Während Bolsonaro sich im konstanten Verteidigungsmodus befand, war Lula vor allem zurückhaltend. Er ignorierte die Angriffe von rechts und richtete seine Fragen an aussichtslose Kandidaten, um die Sendezeit möglichst schnell herumzukriegen – was angesichts der fast drei Stunden andauernden Debatte ein schwieriges Unterfangen war. Und so wurden die Schwächen des sozialdemokratischen Hoffnungsträgers immer deutlicher: Lula wich jeder auch noch so berechtigten Kritik aus. Der einzige Grund, warum er erneut antritt, dürfte wohl die Existenz von Jair Bolsonaro sein, der in den vergangenen vier Jahren nicht nur den demokratischen Konsens in Brasilien aufgekündigt zu haben scheint, sondern auch einen Großteil der Errungenschaften Lulas, gerade im Bereich der Sozialpolitik, rückgängig machen wollte und will.
Lulas große Leistung des gestrigen Abends war vor allem das gelingende Ausweichen. Glücklich war man, gemessen an den Reaktionen von führenden PT-Politikerinnen, vielleicht nicht; aber der Kandidat Lula scheint sich weiter als „noch gut genug“ zu bewähren. Lulas und seine Verbündeten dürften also genug Gründe haben, um lachend aus dieser Feuertaufe hervorzugehen.
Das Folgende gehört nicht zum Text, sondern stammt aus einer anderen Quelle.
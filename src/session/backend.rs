//! External collaborator interfaces for the tracking engine.
//!
//! The tracking runtime and its sessions are opaque to this crate: the
//! host supplies an implementation backed by the real engine, and tests
//! supply mocks.

use crate::error::SessionError;
use crate::tracking::FrameSnapshot;

/// Capability interface for the tracking-engine runtime.
pub trait RuntimeProbe {
    /// Whether the tracking runtime is installed on the device.
    fn is_available(&self) -> bool;

    /// Redirect the user to the runtime's install flow.
    fn request_install(&mut self);
}

/// The opaque session handle. Capture and tracking run on the engine's
/// own threads; this crate only reads the latest-frame snapshot.
pub trait TrackingSession {
    /// Re-acquire the camera and restart frame production.
    fn resume(&mut self) -> Result<(), SessionError>;

    /// Release the camera and stop frame production. Synchronous: no new
    /// frames are observable after this returns.
    fn pause(&mut self);

    /// Release the underlying session unconditionally.
    fn stop(&mut self);

    /// Latest frame snapshot, or `None` when nothing new has been
    /// produced since the last call. Never blocks.
    fn latest_frame(&mut self) -> Option<FrameSnapshot>;

    /// Forward surface dimensions to the tracking engine.
    fn set_display_size(&mut self, _width: u32, _height: u32) {}
}

/// Creates and configures sessions against the runtime it probes.
pub trait SessionFactory: RuntimeProbe {
    /// Create a session and apply the tracking configuration, validating
    /// it against the device and runtime versions.
    fn create_session(&mut self) -> Result<Box<dyn TrackingSession>, SessionError>;
}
Und während die Auseinandersetzungen auf der TV-Bühne zum Glück nur verbaler Art blieben, sorgten Beschimpfungen und Schubsereien zwischen einem linken Politiker und einem bolsonaristischen Ex-Minister in der Zuschauerlounge für Aufsehen.
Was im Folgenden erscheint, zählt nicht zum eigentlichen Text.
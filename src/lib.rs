//! Overlay Engine - real-time tracking overlays on a camera preview.
//!
//! The host application owns the window, the surface and the tracking
//! engine; this crate owns the render-loop core:
//! - validity-filtered point extraction from tracked-entity snapshots,
//! - growable GPU vertex storage that absorbs bursty point counts,
//! - a bounded, non-blocking gesture bridge from the UI thread,
//! - the tracking-session lifecycle state machine,
//! - per-tick frame coordination across the overlay layers.
//!
//! Two threads matter: the UI thread producing gestures, and the render
//! thread that exclusively owns all GPU state. Tracking runs on the
//! external engine's own threads and is only ever observed through
//! non-blocking latest-frame snapshots.

pub mod config;
pub mod constants;
pub mod engine;
pub mod error;
pub mod input;
pub mod render;
pub mod session;
pub mod tracking;

pub use config::{LayerStyle, OverlayConfig};
pub use engine::OverlayEngine;
pub use error::{ConfigError, GraphicsError, SessionError};
pub use input::{GestureEvent, GestureSender};
pub use render::{
    BackdropLayer, BackdropSource, DynamicVertexBuffer, FrameCoordinator, HandLayer,
    InteractionHandler, OverlayLayer, PlaneLayer, RenderContext, SkeletonLayer, VertexBlock,
};
pub use session::{
    NoticeSender, RuntimeProbe, ServiceNotice, SessionFactory, SessionLifecycle, SessionState,
    StartOutcome, StatusSink, TrackingSession,
};
pub use tracking::{
    CoordinateSystem, EntityId, EntityKind, FrameSnapshot, Landmark, TrackedEntity, TrackingState,
};

// Re-export wgpu so hosts build against the same GPU types.
pub use wgpu;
Die Einschaltquoten waren trotz des politischen Zündstoffes erstaunlich niedrig. Viel dürfte die Debatte in der Wählerschaft nicht bewegt haben – dafür aber den Ton für einen schmutzigen Wahlkampf gesetzt haben, der seinen Tiefpunkt an diesem Sonntag wahrscheinlich noch nicht erreicht hat.